The COP27, now known for its agreement on ‘Loss and Damage’, was a success for some and a grave disappointment for others. It was an amalgamation of various views and approaches to climate change, including perspectives from different governance tiers. From the international organizations to the national ones and down to the State and local governments, the connection is apparently people and communities, but it is also the environment. The Kigali amendment to the Montreal Protocol and the increased focus on carbon intensive industries makes one wonder if climate negotiations are slowly venturing into a sector-wise approach. If this approach is indeed proving successful at some level, the question then arises, which sector to focus on first.
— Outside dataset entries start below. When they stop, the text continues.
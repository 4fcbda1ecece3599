//! catalog-daemon: hosted-store adapter for the AI tools catalog.
//!
//! Provides:
//! - `Config`: config file plus environment overrides
//! - `PostgrestStore`: the `RemoteStore` over the hosted REST endpoint
//! - `realtime`: change notifications over the Phoenix channel protocol

pub mod config;
pub mod postgrest;
pub mod realtime;

use std::sync::Arc;

use catalog_core::{RemoteStore, UnconfiguredStore};
use tracing::{info, warn};

pub use config::Config;
pub use postgrest::PostgrestStore;

/// Pick the store for `config`: the hosted store when a URL and key are set,
/// otherwise the unconfigured store, which puts collections in local mode.
pub fn store_from_config(config: &Config) -> anyhow::Result<Arc<dyn RemoteStore>> {
    match PostgrestStore::from_config(config)? {
        Some(store) => {
            info!(
                "Using hosted store (realtime {})",
                if store.realtime_enabled() { "on" } else { "off" }
            );
            Ok(Arc::new(store))
        }
        None => {
            warn!("Store URL or key missing, running in local-only mode");
            Ok(Arc::new(UnconfiguredStore))
        }
    }
}
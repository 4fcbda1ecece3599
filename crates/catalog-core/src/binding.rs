//! View binding: connects a renderer to one collection.
//!
//! A `CollectionView` subscribes to the synchronizer, converts each published
//! snapshot to typed records, keeps the latest rendered list, and calls the
//! render callback once per publish.

use std::sync::{Arc, RwLock};

use crate::record::CatalogRecord;
use crate::snapshot::Snapshot;
use crate::synchronizer::{CollectionSynchronizer, SubscriptionHandle};

struct Rendered<R> {
    seq: u64,
    items: Arc<Vec<R>>,
}

/// Typed, render-on-publish view of one collection.
pub struct CollectionView<R: CatalogRecord> {
    latest: Arc<RwLock<Rendered<R>>>,
    handle: SubscriptionHandle,
}

impl<R: CatalogRecord> CollectionView<R> {
    /// Bind `render` to the collection of `R`.
    ///
    /// Must be called from within a Tokio runtime.
    pub fn bind(
        sync: &CollectionSynchronizer,
        render: impl Fn(&[R]) + Send + Sync + 'static,
    ) -> Self {
        let latest = Arc::new(RwLock::new(Rendered {
            seq: 0,
            items: Arc::new(Vec::new()),
        }));
        let target = Arc::clone(&latest);

        let handle = sync.subscribe(R::KIND, move |snapshot: &Snapshot| {
            let items: Arc<Vec<R>> = Arc::new(
                snapshot
                    .records()
                    .iter()
                    .filter_map(R::from_record)
                    .cloned()
                    .collect(),
            );
            {
                let mut rendered = target.write().unwrap_or_else(|e| e.into_inner());
                rendered.seq = snapshot.seq();
                rendered.items = Arc::clone(&items);
            }
            render(&items);
        });

        Self {
            latest,
            handle,
        }
    }

    /// The most recently rendered items.
    pub fn current(&self) -> Arc<Vec<R>> {
        Arc::clone(&self.latest.read().unwrap_or_else(|e| e.into_inner()).items)
    }

    /// Sequence number of the most recently rendered snapshot.
    pub fn rendered_seq(&self) -> u64 {
        self.latest.read().unwrap_or_else(|e| e.into_inner()).seq
    }

    pub fn is_bound(&self) -> bool {
        self.handle.is_active()
    }

    /// Stop rendering. Safe to call more than once.
    pub fn dispose(&mut self) {
        self.handle.dispose();
    }
}
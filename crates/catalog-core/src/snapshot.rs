//! Immutable view of one collection at a point in time.

use std::sync::Arc;

use crate::record::{CollectionKind, Record};

/// The full ordered list of records of one kind, as last published.
///
/// `seq` increases with every publish for the collection, so a larger `seq`
/// always means a fresher snapshot. Cloning is cheap.
#[derive(Debug, Clone)]
pub struct Snapshot {
    kind: CollectionKind,
    seq: u64,
    records: Arc<Vec<Record>>,
}

impl Snapshot {
    pub(crate) fn new(kind: CollectionKind, seq: u64, records: Arc<Vec<Record>>) -> Self {
        Self { kind, seq, records }
    }

    pub fn empty(kind: CollectionKind) -> Self {
        Self::new(kind, 0, Arc::new(Vec::new()))
    }

    pub fn kind(&self) -> CollectionKind {
        self.kind
    }

    pub fn seq(&self) -> u64 {
        self.seq
    }

    pub fn records(&self) -> &[Record] {
        &self.records
    }

    pub(crate) fn shared_records(&self) -> Arc<Vec<Record>> {
        Arc::clone(&self.records)
    }

    pub fn len(&self) -> usize {
        self.records.len()
    }

    pub fn is_empty(&self) -> bool {
        self.records.is_empty()
    }

    pub fn get(&self, id: &str) -> Option<&Record> {
        self.records.iter().find(|r| r.id() == id)
    }

    pub fn contains(&self, id: &str) -> bool {
        self.get(id).is_some()
    }

    pub fn ids(&self) -> Vec<&str> {
        self.records.iter().map(Record::id).collect()
    }

    /// Same records in the same order, regardless of `seq`.
    pub fn same_records(&self, other: &Snapshot) -> bool {
        self.kind == other.kind && self.records == other.records
    }
}
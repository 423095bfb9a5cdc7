//! Change notification plumbing.
//!
//! Each model owns one listener list. Dispatch is synchronous, in
//! subscription order, on the caller's thread; there are no timers or queued
//! deliveries, so a listener always observes the model state produced by the
//! transaction that triggered it.

use crate::change::UndoableEdit;

/// Events fired when the outermost transaction closes.
#[derive(Debug, Clone, Copy, PartialEq, Eq)]
pub enum EventKind {
    /// Capture point for undo machinery. Not fired while an edit is being
    /// replayed, so replaying never re-captures itself.
    Undo,
    /// Aggregated change notification; fired for every closed outermost
    /// transaction, including replays.
    Change,
}

/// Payload passed to listeners: the coalesced edit for one outermost
/// transaction.
pub struct ModelEvent<'a> {
    pub kind: EventKind,
    pub edit: &'a UndoableEdit,
}

/// Token returned by [`EventSource::add_listener`], used for removal.
#[derive(Debug, Clone, Copy, PartialEq, Eq, Hash)]
pub struct ListenerId(u64);

struct ListenerEntry {
    id: ListenerId,
    kind: EventKind,
    handler: Box<dyn FnMut(&ModelEvent<'_>)>,
}

/// A per-model list of subscribed listeners.
#[derive(Default)]
pub struct EventSource {
    entries: Vec<ListenerEntry>,
    next_id: u64,
}

impl std::fmt::Debug for EventSource {
    fn fmt(&self, f: &mut std::fmt::Formatter<'_>) -> std::fmt::Result {
        f.debug_struct("EventSource")
            .field("listeners", &self.entries.len())
            .finish()
    }
}

impl EventSource {
    pub fn new() -> Self {
        Self::default()
    }

    pub fn add_listener(
        &mut self,
        kind: EventKind,
        handler: impl FnMut(&ModelEvent<'_>) + 'static,
    ) -> ListenerId {
        let id = ListenerId(self.next_id);
        self.next_id += 1;
        self.entries.push(ListenerEntry {
            id,
            kind,
            handler: Box::new(handler),
        });
        id
    }

    /// Returns whether a listener with this id was present.
    pub fn remove_listener(&mut self, id: ListenerId) -> bool {
        let before = self.entries.len();
        self.entries.retain(|e| e.id != id);
        self.entries.len() != before
    }

    pub fn listener_count(&self) -> usize {
        self.entries.len()
    }

    pub(crate) fn fire(&mut self, event: &ModelEvent<'_>) {
        for entry in &mut self.entries {
            if entry.kind == event.kind {
                (entry.handler)(event);
            }
        }
    }
}
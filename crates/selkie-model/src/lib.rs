#![forbid(unsafe_code)]

//! Headless diagram data model.
//!
//! Design goals:
//! - a mutable tree-plus-graph cell structure (ownership tree, independent
//!   source/target terminal references) with nested atomic updates
//! - coalesced change notification and undo/redo capture at transaction
//!   boundaries
//! - a stylesheet cascade with the permissive merge semantics diagram tools
//!   rely on
//!
//! Everything is single-threaded and synchronous: operations run to
//! completion on the caller's thread, and notifications are delivered in the
//! order transactions close. Serialization lives in `selkie-codec`.

pub mod cell;
pub mod change;
pub mod error;
pub mod event;
pub mod geometry;
pub mod model;
pub mod style;
pub mod stylesheet;
pub mod undo;

pub use cell::Cell;
pub use change::{
    Change, ChildChange, GeometryChange, RootChange, StyleChange, TerminalChange, UndoableEdit,
    ValueChange,
};
pub use error::{ModelError, Result};
pub use event::{EventKind, EventSource, ListenerId, ModelEvent};
pub use geometry::{Geometry, Point, point};
pub use model::GraphDataModel;
pub use style::{BASE_STYLE_NAMES, Style, StyleValue};
pub use stylesheet::Stylesheet;
pub use undo::UndoManager;
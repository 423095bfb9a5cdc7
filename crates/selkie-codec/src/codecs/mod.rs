//! Built-in per-type codecs.

mod cell;
mod geometry;
mod model;
mod object;
mod stylesheet;

pub use cell::CellCodec;
pub use geometry::{GeometryCodec, PointCodec};
pub use model::GraphDataModelCodec;
pub use object::{ArrayCodec, ObjectBagCodec};
pub use stylesheet::StylesheetCodec;

use crate::element::Element;
use crate::error::{CodecError, Result};
use crate::value::CodecValue;

/// Error for a codec handed a value of the wrong runtime type.
pub(crate) fn unexpected(value: &CodecValue, expected: &str) -> CodecError {
    CodecError::UnexpectedElement {
        element: format!("{value:?}"),
        context: format!("encoding a {expected}"),
    }
}

/// Numeric attribute with a zero default; a present-but-malformed value is a
/// decode failure, never a silent default.
pub(crate) fn parse_number_attr(element: &Element, name: &str) -> Result<f64> {
    match element.attr(name) {
        None => Ok(0.0),
        Some(raw) => raw
            .parse::<f64>()
            .map_err(|_| CodecError::InvalidAttribute {
                element: element.tag.clone(),
                attribute: name.to_string(),
                value: raw.to_string(),
            }),
    }
}

/// Boolean attribute in the `"1"`/`"0"` wire form. Decode coerces back to a
/// real boolean; `"true"` and `"false"` are tolerated for hand-written
/// documents.
pub(crate) fn parse_bool_attr(element: &Element, name: &str, default: bool) -> Result<bool> {
    match element.attr(name) {
        None => Ok(default),
        Some("1") | Some("true") => Ok(true),
        Some("0") | Some("false") => Ok(false),
        Some(raw) => Err(CodecError::InvalidAttribute {
            element: element.tag.clone(),
            attribute: name.to_string(),
            value: raw.to_string(),
        }),
    }
}
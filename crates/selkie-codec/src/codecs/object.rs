//! Generic object and array codecs.
//!
//! The object codec doubles as the registry fallback for unknown tags, which
//! is what keeps older/newer documents decodable: anything unrecognized
//! becomes an attribute bag instead of an error.

use selkie_model::{Style, StyleValue};

use super::unexpected;
use crate::element::{AS_ATTR, Element};
use crate::error::Result;
use crate::registry::{DecodeContext, EncodeContext, ObjectCodec};
use crate::value::{CodecValue, ObjectBag, parse_scalar, scalar_to_attr};

pub struct ObjectBagCodec {
    exclude: Vec<String>,
}

impl ObjectBagCodec {
    pub fn new() -> Self {
        Self {
            exclude: Vec::new(),
        }
    }

    /// Suppresses the named properties when encoding.
    pub fn with_exclude<I, S>(mut self, names: I) -> Self
    where
        I: IntoIterator<Item = S>,
        S: Into<String>,
    {
        self.exclude = names.into_iter().map(Into::into).collect();
        self
    }

    fn is_excluded(&self, name: &str) -> bool {
        self.exclude.iter().any(|n| n == name)
    }

    fn encode_entries<'a>(
        &self,
        el: &mut Element,
        entries: impl Iterator<Item = (&'a str, &'a StyleValue)>,
        ctx: &EncodeContext<'_>,
    ) -> Result<()> {
        for (key, value) in entries {
            if self.is_excluded(key) {
                continue;
            }
            match scalar_to_attr(value) {
                Some(attr) => el.set_attr(key, attr),
                None => {
                    // String lists become a nested Array keyed by `as`.
                    if let StyleValue::StringList(items) = value {
                        let items = items
                            .iter()
                            .map(|s| CodecValue::String(s.clone()))
                            .collect();
                        let mut child = ctx.encode_value(&CodecValue::Array(items))?;
                        child.set_attr(AS_ATTR, key);
                        el.children.push(child);
                    }
                }
            }
        }
        Ok(())
    }
}

impl Default for ObjectBagCodec {
    fn default() -> Self {
        Self::new()
    }
}

impl ObjectCodec for ObjectBagCodec {
    fn tag(&self) -> &str {
        "Object"
    }

    fn excluded(&self) -> &[String] {
        &self.exclude
    }

    fn encode(&self, value: &CodecValue, ctx: &EncodeContext<'_>) -> Result<Element> {
        match value {
            CodecValue::Style(style) => {
                let mut el = Element::new("Object");
                self.encode_entries(&mut el, style.iter(), ctx)?;
                Ok(el)
            }
            CodecValue::Object(bag) => {
                let mut el = Element::new(bag.tag.clone());
                self.encode_entries(&mut el, bag.attrs.iter().map(|(k, v)| (k.as_str(), v)), ctx)?;
                for (field, nested) in &bag.fields {
                    let mut child = ctx.encode_value(nested)?;
                    child.set_attr(AS_ATTR, field.clone());
                    el.children.push(child);
                }
                Ok(el)
            }
            other => Err(unexpected(other, "generic object")),
        }
    }

    fn decode(&self, element: &Element, ctx: &mut DecodeContext<'_>) -> Result<CodecValue> {
        let mut bag = ObjectBag::new(element.tag.clone());
        for (name, raw) in element.attrs() {
            if name == AS_ATTR {
                continue;
            }
            bag.attrs.insert(name.to_string(), parse_scalar(raw));
        }
        for child in &element.children {
            let field = child
                .field_name()
                .unwrap_or(child.tag.as_str())
                .to_string();
            let decoded = ctx.decode_element(child)?;
            bag.fields.push((field, decoded));
        }
        Ok(CodecValue::Object(bag))
    }
}

/// Converts a decoded generic bag into a typed style map. Scalars carry the
/// documented wire ambiguity (booleans come back as numbers); a nested array
/// of strings becomes a `StringList` entry, which is how `baseStyleNames`
/// round-trips.
pub(crate) fn style_from_bag(bag: ObjectBag) -> Style {
    let mut style = Style::new();
    for (key, value) in bag.attrs {
        style.set(key, value);
    }
    for (field, nested) in bag.fields {
        if let CodecValue::Array(items) = nested {
            let strings: Vec<String> = items
                .into_iter()
                .filter_map(|item| match item {
                    CodecValue::String(s) => Some(s),
                    other => {
                        tracing::debug!(?other, "non-string entry in style list skipped");
                        None
                    }
                })
                .collect();
            style.set(field, strings);
        }
    }
    style
}

pub struct ArrayCodec;

impl ArrayCodec {
    pub fn new() -> Self {
        Self
    }
}

impl Default for ArrayCodec {
    fn default() -> Self {
        Self::new()
    }
}

impl ObjectCodec for ArrayCodec {
    fn tag(&self) -> &str {
        "Array"
    }

    fn encode(&self, value: &CodecValue, ctx: &EncodeContext<'_>) -> Result<Element> {
        let CodecValue::Array(items) = value else {
            return Err(unexpected(value, "Array"));
        };
        let mut el = Element::new("Array");
        for item in items {
            el.children.push(ctx.encode_value(item)?);
        }
        Ok(el)
    }

    fn decode(&self, element: &Element, ctx: &mut DecodeContext<'_>) -> Result<CodecValue> {
        let mut items = Vec::with_capacity(element.children.len());
        for child in &element.children {
            if child.tag == "add" {
                items.push(CodecValue::String(
                    child.attr("value").unwrap_or_default().to_string(),
                ));
            } else {
                items.push(ctx.decode_element(child)?);
            }
        }
        Ok(CodecValue::Array(items))
    }
}
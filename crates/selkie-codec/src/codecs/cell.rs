//! Cell codec.
//!
//! A cell element carries its scalar fields as attributes and its owned
//! objects (geometry, style) as `as`-keyed child elements. The tree and
//! terminal relationships are *reference* attributes holding cell ids; this
//! codec never resolves them — wiring is the model decode's second pass, so
//! forward references and cycles cost nothing here.

use selkie_model::Cell;

use super::object::style_from_bag;
use super::{parse_bool_attr, unexpected};
use crate::element::{AS_ATTR, Element};
use crate::error::Result;
use crate::registry::{DecodeContext, EncodeContext, ObjectCodec};
use crate::value::CodecValue;

pub struct CellCodec {
    exclude: Vec<String>,
}

impl CellCodec {
    pub fn new() -> Self {
        Self {
            exclude: Vec::new(),
        }
    }

    /// Suppresses the named fields when encoding, e.g. to keep a derived or
    /// runtime-only field out of exported documents.
    pub fn with_exclude<I, S>(mut self, names: I) -> Self
    where
        I: IntoIterator<Item = S>,
        S: Into<String>,
    {
        self.exclude = names.into_iter().map(Into::into).collect();
        self
    }

    fn is_excluded(&self, name: &str) -> bool {
        self.exclude.iter().any(|n| n == name)
    }
}

impl Default for CellCodec {
    fn default() -> Self {
        Self::new()
    }
}

impl ObjectCodec for CellCodec {
    fn tag(&self) -> &str {
        "Cell"
    }

    fn excluded(&self) -> &[String] {
        &self.exclude
    }

    fn encode(&self, value: &CodecValue, ctx: &EncodeContext<'_>) -> Result<Element> {
        let CodecValue::Cell(cell) = value else {
            return Err(unexpected(value, "Cell"));
        };
        let mut el = Element::new("Cell");
        if let Some(id) = cell.id() {
            el.set_attr("id", id);
        }
        if let Some(v) = cell.value() {
            if !self.is_excluded("value") {
                el.set_attr("value", v);
            }
        }
        // Booleans use the historical "1"/"0" wire form; values equal to the
        // field defaults are omitted.
        if cell.is_vertex() && !self.is_excluded("vertex") {
            el.set_attr("vertex", "1");
        }
        if cell.is_edge() && !self.is_excluded("edge") {
            el.set_attr("edge", "1");
        }
        if !cell.is_connectable() && !self.is_excluded("connectable") {
            el.set_attr("connectable", "0");
        }
        if !cell.is_visible() && !self.is_excluded("visible") {
            el.set_attr("visible", "0");
        }
        if cell.is_collapsed() && !self.is_excluded("collapsed") {
            el.set_attr("collapsed", "1");
        }
        if let Some(parent) = cell.parent() {
            if !self.is_excluded("parent") {
                el.set_attr("parent", parent);
            }
        }
        if let Some(source) = cell.terminal(true) {
            if !self.is_excluded("source") {
                el.set_attr("source", source);
            }
        }
        if let Some(target) = cell.terminal(false) {
            if !self.is_excluded("target") {
                el.set_attr("target", target);
            }
        }
        if let Some(geometry) = cell.geometry() {
            if !self.is_excluded("geometry") {
                let mut child = ctx.encode_value(&CodecValue::Geometry(geometry.clone()))?;
                child.set_attr(AS_ATTR, "geometry");
                el.children.push(child);
            }
        }
        if !self.is_excluded("style") {
            // An empty style still emits its element.
            let mut child = ctx.encode_value(&CodecValue::Style(cell.style().clone()))?;
            child.set_attr(AS_ATTR, "style");
            el.children.push(child);
        }
        Ok(el)
    }

    fn decode(&self, element: &Element, ctx: &mut DecodeContext<'_>) -> Result<CodecValue> {
        let mut cell = Cell::default();
        if let Some(id) = element.attr("id") {
            cell.set_id(id);
        }
        if let Some(value) = element.attr("value") {
            cell.set_value(Some(value.to_string()));
        }
        cell.set_vertex(parse_bool_attr(element, "vertex", false)?);
        cell.set_edge(parse_bool_attr(element, "edge", false)?);
        cell.set_connectable(parse_bool_attr(element, "connectable", true)?);
        cell.set_visible(parse_bool_attr(element, "visible", true)?);
        cell.set_collapsed(parse_bool_attr(element, "collapsed", false)?);

        for child in &element.children {
            let field = child.field_name().map(str::to_string);
            let decoded = ctx.decode_element(child)?;
            match (field.as_deref(), decoded) {
                (Some("geometry"), CodecValue::Geometry(g)) => cell.set_geometry(Some(g)),
                (Some("style"), CodecValue::Object(bag)) => cell.set_style(style_from_bag(bag)),
                (Some("style"), CodecValue::Style(style)) => cell.set_style(style),
                (field, _) => {
                    tracing::debug!(?field, tag = %child.tag, "unrecognized cell child skipped");
                }
            }
        }
        Ok(CodecValue::Cell(Box::new(cell)))
    }
}
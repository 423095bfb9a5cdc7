//! Cells: nodes of the diagram ownership tree.
//!
//! A cell is created detached and only participates in a model once added to
//! a parent that is itself rooted there. Relationships (parent, children,
//! edge terminals) are stored as string ids into the owning model's arena,
//! the same way `dugong`-style graph containers key everything by node id.

use crate::geometry::Geometry;
use crate::style::Style;

/// A node in the ownership tree, optionally doubling as a graph edge via its
/// source/target terminal references.
#[derive(Debug, Clone, PartialEq)]
pub struct Cell {
    pub(crate) id: Option<String>,
    pub(crate) value: Option<String>,
    pub(crate) vertex: bool,
    pub(crate) edge: bool,
    pub(crate) connectable: bool,
    pub(crate) visible: bool,
    pub(crate) collapsed: bool,
    pub(crate) geometry: Option<Geometry>,
    pub(crate) style: Style,
    pub(crate) parent: Option<String>,
    pub(crate) children: Vec<String>,
    pub(crate) source: Option<String>,
    pub(crate) target: Option<String>,
}

impl Default for Cell {
    fn default() -> Self {
        Self {
            id: None,
            value: None,
            vertex: false,
            edge: false,
            connectable: true,
            visible: true,
            collapsed: false,
            geometry: None,
            style: Style::new(),
            parent: None,
            children: Vec::new(),
            source: None,
            target: None,
        }
    }
}

impl Cell {
    pub fn new(value: impl Into<String>) -> Self {
        Self {
            value: Some(value.into()),
            ..Default::default()
        }
    }

    /// A detached vertex cell with the given id and payload.
    pub fn vertex(id: impl Into<String>, value: impl Into<String>) -> Self {
        let mut cell = Cell::new(value);
        cell.id = Some(id.into());
        cell.vertex = true;
        cell
    }

    /// A detached edge cell with the given id and payload. Edges carry an
    /// empty geometry so waypoints can be attached later.
    pub fn edge(id: impl Into<String>, value: impl Into<String>) -> Self {
        let mut cell = Cell::new(value);
        cell.id = Some(id.into());
        cell.edge = true;
        cell.geometry = Some(Geometry::default());
        cell
    }

    pub fn id(&self) -> Option<&str> {
        self.id.as_deref()
    }

    pub fn set_id(&mut self, id: impl Into<String>) {
        self.id = Some(id.into());
    }

    pub fn value(&self) -> Option<&str> {
        self.value.as_deref()
    }

    pub fn set_value(&mut self, value: Option<String>) {
        self.value = value;
    }

    pub fn is_vertex(&self) -> bool {
        self.vertex
    }

    /// The vertex and edge flags are mutually exclusive; setting one clears
    /// the other.
    pub fn set_vertex(&mut self, vertex: bool) {
        self.vertex = vertex;
        if vertex {
            self.edge = false;
        }
    }

    pub fn is_edge(&self) -> bool {
        self.edge
    }

    pub fn set_edge(&mut self, edge: bool) {
        self.edge = edge;
        if edge {
            self.vertex = false;
        }
    }

    pub fn is_connectable(&self) -> bool {
        self.connectable
    }

    pub fn set_connectable(&mut self, connectable: bool) {
        self.connectable = connectable;
    }

    pub fn is_visible(&self) -> bool {
        self.visible
    }

    pub fn set_visible(&mut self, visible: bool) {
        self.visible = visible;
    }

    pub fn is_collapsed(&self) -> bool {
        self.collapsed
    }

    pub fn set_collapsed(&mut self, collapsed: bool) {
        self.collapsed = collapsed;
    }

    pub fn geometry(&self) -> Option<&Geometry> {
        self.geometry.as_ref()
    }

    pub fn set_geometry(&mut self, geometry: Option<Geometry>) {
        self.geometry = geometry;
    }

    pub fn style(&self) -> &Style {
        &self.style
    }

    pub fn set_style(&mut self, style: Style) {
        self.style = style;
    }

    pub fn parent(&self) -> Option<&str> {
        self.parent.as_deref()
    }

    pub fn child_count(&self) -> usize {
        self.children.len()
    }

    pub fn child_at(&self, index: usize) -> Option<&str> {
        self.children.get(index).map(String::as_str)
    }

    pub fn children(&self) -> &[String] {
        &self.children
    }

    /// The source (`is_source == true`) or target terminal id.
    pub fn terminal(&self, is_source: bool) -> Option<&str> {
        if is_source {
            self.source.as_deref()
        } else {
            self.target.as_deref()
        }
    }
}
There were a lot of panels and discussions during COP27 on green hydrogen, steel & cement industry but there were also a few on Cities and urban settlements.

Cities, which appear to be leading the effort to adapt best to climate change related disasters and impacts, are still potentially an untapped sector in terms of climate action. Not only do cities and their governments have the pulse of the local communities but also act as the first responders in a climate crisis. Empowering cities and knowledge sharing across cities, accordingly, was an important theme at this COP but was somehow obscured by the bigger agenda of climate negotiations. This obscurity, however, may be helpful in working towards decarbonizing a sector which is densely populated and highly vulnerable to climate change. The missing factor may be the absence of political will and empowerment of city governments within different countries. This gap can be overcome with the help of private organizations and international organizations successfully, if backed by a concerted effort. The C40 cities initiative previously, and the SURGe (Sustainable Urban Resilience for the next Generation) initiative during this COP, have provided some momentum to this effort.

Introduction of multiple cross cutting themes can provide the impetus for advocating urban decarbonization. The inclusion of marginalized communities, women and especially youth is also necessary to understand and frame policies within this sector to counter disproportionate impacts of climate disasters. The youth pavilion in COP27 was the most happening and visible pavilion. The younger generation are environmentally more conscious and responsible, with greater potential to advocate for climate issues in the global arena. The inclusion of youth and marginalized sections within cities and communities is one approach in mobilizing support for sustainable cities. Capturing this momentum might help the global community in achieving climate goals that might not be loud and obvious but may have wider impacts.

The Paris agreement provided a workable and globally acceptable framework for countries to negotiate and work towards their individual climate goals. It also has the elasticity to incorporate new approaches and greater collaboration to achieve common goals. The ‘phase out of fossil fuels’ might not have made its way into the COP27 agreement, but until it does, demand-side options for climate action may provide greater relief than anticipated.

Back to Reality After COP27

Now that some time has passed since my experience at COP27, it has given me the opportunity to fully (or at least somewhat) process everything. It has been especially interesting to read all the news stories surrounding this COP and get to talk to my classmates who went in Week 2 about their experience. Because many of the big announcements and the final texts are approved and released during week 2, I did not get to experience that in person, but was definitely following closely through the news and my classmates. I really enjoyed getting to have different perspectives, both literally living the negotiations and events, and also reading about them in a more objective way.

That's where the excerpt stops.